Figure 1.

Northern blot analysis of wild type and mutant C/EBPɛ induction in 32Dcl3/tet cells. (A) Three clones of 32D/tetC/EBPɛ wild-type A, E, and F were grown both in the presence (+, lanes 1, 3, and 5) and absence (−, lanes 2, 4, and 6) of tetracycline for 4 days. Total RNA was extracted from each set of cells and 10 μg was subjected to Northern blot analysis.
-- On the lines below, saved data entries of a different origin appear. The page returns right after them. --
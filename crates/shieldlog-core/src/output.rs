//! Rendering and sinks for decrypted records.
//!
//! The text block is the only observable artifact of the pipeline:
//!
//! ```text
//! Transfer(address from, address to, uint256 amount)
//!
//!     from: 0x…
//!     to: 0x…
//!     amount: 1000
//!
//! ```

use crate::event::DecryptedRecord;
use crate::schema::SchemaRegistry;
use std::fmt::Write as _;
use std::io::{self, Write};
use tokio::sync::mpsc;

/// Render a record as its human-readable block. Addresses are EIP-55 checksummed.
pub fn render(record: &DecryptedRecord) -> String {
    let schema = SchemaRegistry::global().get(record.kind);
    let mut out = format!("{}\n\n", schema.display_header());
    for (name, addr) in record.fields() {
        let _ = writeln!(out, "    {name}: {}", addr.to_checksum(None));
    }
    let _ = write!(out, "    amount: {}\n\n", record.amount);
    out
}

/// Destination for decrypted records.
///
/// Called synchronously from listener tasks; implementations must not block
/// for long.
pub trait RecordSink: Send + Sync {
    fn emit(&self, record: &DecryptedRecord);
}

/// Writes each rendered record to stdout as one uninterleaved block.
#[derive(Debug, Default, Clone, Copy)]
pub struct StdoutSink;

impl RecordSink for StdoutSink {
    fn emit(&self, record: &DecryptedRecord) {
        let block = render(record);
        let mut stdout = io::stdout().lock();
        if let Err(e) = stdout.write_all(block.as_bytes()).and_then(|_| stdout.flush()) {
            tracing::warn!(error = %e, "failed to write record to stdout");
        }
    }
}

/// Forwards records over an unbounded channel, for embedding and tests.
#[derive(Debug, Clone)]
pub struct ChannelSink {
    tx: mpsc::UnboundedSender<DecryptedRecord>,
}

impl ChannelSink {
    pub fn new() -> (Self, mpsc::UnboundedReceiver<DecryptedRecord>) {
        let (tx, rx) = mpsc::unbounded_channel();
        (Self { tx }, rx)
    }
}

impl RecordSink for ChannelSink {
    fn emit(&self, record: &DecryptedRecord) {
        if self.tx.send(record.clone()).is_err() {
            // Receiver dropped, not fatal
            tracing::debug!(event = %record.kind, "record sink receiver dropped");
        }
    }
}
The blot was sequentially probed with ³²P-labeled cDNA for C/EBPɛ, mouse lactoferrin (LF), and β-actin. (B) A similar Northern blot was carried out for the 32Dcl3/tet cells transfected with the pUHD10-3 vector alone. (C) Two clones, MutA and MutB, of 32D/tetC/EBPɛ harboring a mutant C/EBPɛ lacking the basic region/leucine zipper (bZip) domain (SGD mutation) were grown both in the presence (+, lanes 1, 3, and 5) and absence (−, lanes 2, 4, and 6) of tetracycline for 4 days. Total RNA was extracted from each set of cells and subjected to Northern blot analysis. The blot was sequentially probed with ³²P-labeled cDNA for C/EBPɛ, mouse lactoferrin (LF), and β-actin.